Frederick v. State

424 So. 2d 150 | Fla. Dist. Ct. App. | 1982

COBB, Judge.

The appellants, Richard Bernard Frederick and John L. Inman, argue that the trial court erred by its refusal to instruct the jury, in regard to the burglary charge against them, as to the specific intent to permanently deprive the owner of the property. They rely on Baxley v. State, 411 So.2d 194 (Fla. 5th DCA 1981), which held that such intent is an element of theft. In the instant case, however, theft is the underlying crime, not the primary charge.

Baxley has been distinguished by the recent case of Grant v. State, 420 So.2d 903 (Fla. 1st DCA 1982), relying on the reasoning of the Third District Court of Appeal in Taylor v. State:1

The elements of the underlying felony ... need not be explained with the same particularity that would be required if that offense were the primary crime charged. The true test is whether the *151underlying felony has been defined sufficiently to insure the defendant a fair trial.

Here, the trial judge defined the underlying offense of larceny as follows:

[Larceny] means, stealing. It’s called, in some of the statutes, theft, but everybody understands what the word stealing means.
They [Frederick and Inman] are charged with having the intent to steal. ... Now, what is theft? In Florida, theft or larceny is defined as knowingly and unlawfully obtaining or using or endeavoring to obtain or use, endeavoring to obtain or use the property of another and it must be done so with the intent to either deprive the victim of his right to the property or any benefit from it or to appropriate the property of the victim to the defendant’s own use or the use of any other person not entitled thereto.

There was no other objection to this charge and there is no challenge on appeal to the court’s instruction on the primary charge of burglary.

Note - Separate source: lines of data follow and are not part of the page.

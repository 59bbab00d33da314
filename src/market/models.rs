use std::fmt;

use rust_decimal::Decimal;
use serde::{Serialize, Serializer};

/// The three markets offered on every game.
///
/// Declaration order is the tie-break priority when two markets share the top
/// confidence: the earlier variant wins.
#[derive(Debug, Clone, Copy, PartialEq, Eq, Hash, Serialize)]
#[serde(rename_all = "lowercase")]
pub enum Market {
    Moneyline,
    Spread,
    Total,
}

impl Market {
    pub const PRIORITY: [Market; 3] = [Market::Moneyline, Market::Spread, Market::Total];
}

impl fmt::Display for Market {
    fn fmt(&self, f: &mut fmt::Formatter<'_>) -> fmt::Result {
        match self {
            Self::Moneyline => write!(f, "moneyline"),
            Self::Spread => write!(f, "spread"),
            Self::Total => write!(f, "total"),
        }
    }
}

/// One to five stars, derived from a confidence value.
#[derive(Debug, Clone, Copy, PartialEq, Eq, PartialOrd, Ord)]
pub struct Stars(u8);

impl Stars {
    /// Threshold ladder: 4.5 → 5, 4.0 → 4, 3.5 → 3, 3.0 → 2, anything lower → 1.
    pub fn from_confidence(confidence: f64) -> Self {
        let count = if confidence >= 4.5 {
            5
        } else if confidence >= 4.0 {
            4
        } else if confidence >= 3.5 {
            3
        } else if confidence >= 3.0 {
            2
        } else {
            1
        };
        Self(count)
    }

    pub fn count(&self) -> u8 {
        self.0
    }
}

impl fmt::Display for Stars {
    fn fmt(&self, f: &mut fmt::Formatter<'_>) -> fmt::Result {
        for _ in 0..self.0 {
            f.write_str("⭐")?;
        }
        Ok(())
    }
}

impl Serialize for Stars {
    fn serialize<S: Serializer>(&self, serializer: S) -> Result<S::Ok, S::Error> {
        serializer.collect_str(self)
    }
}

/// Round a confidence to one decimal place for display.
pub fn round_confidence(confidence: f64) -> f64 {
    (confidence * 10.0).round() / 10.0
}

/// Serde adapter: confidences are carried at full precision and rounded on output.
pub fn serialize_confidence<S: Serializer>(value: &f64, serializer: S) -> Result<S::Ok, S::Error> {
    serializer.serialize_f64(round_confidence(*value))
}

/// Recommendation block for one market of one game.
#[derive(Debug, Clone, PartialEq, Serialize)]
pub struct MarketPick {
    #[serde(serialize_with = "serialize_confidence")]
    pub confidence: f64,
    pub pick: String,
    #[serde(skip_serializing_if = "Option::is_none")]
    pub line: Option<String>,
    pub odds: String,
    pub reasoning: String,
}

/// The single market recommended for a game.
#[derive(Debug, Clone, PartialEq, Serialize)]
pub struct BestBet {
    #[serde(rename = "type")]
    pub market: Market,
    pub pick: String,
    #[serde(serialize_with = "serialize_confidence")]
    pub confidence: f64,
    pub stars: Stars,
}

/// A flagged player-prop bet.
#[derive(Debug, Clone, PartialEq, Serialize)]
pub struct PropOpportunity {
    pub player: String,
    pub prop_type: String,
    pub line: Decimal,
    #[serde(serialize_with = "serialize_confidence")]
    pub confidence: f64,
    pub reasoning: String,
}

Consequently, we find that the defendants, under these instructions, received a fair trial.

The remaining issue on appeal (the failure of the information to allege the owner’s non-consent to entry) is without merit in view of the recent Florida Supreme Court case of State v. Hicks, 421 So.2d 510 (Fla.1982).

AFFIRMED.

ORFINGER, C.J., and DAUKSCH, J., concur.

. 386 So.2d 825, 829 (Fla. 3d DCA 1980).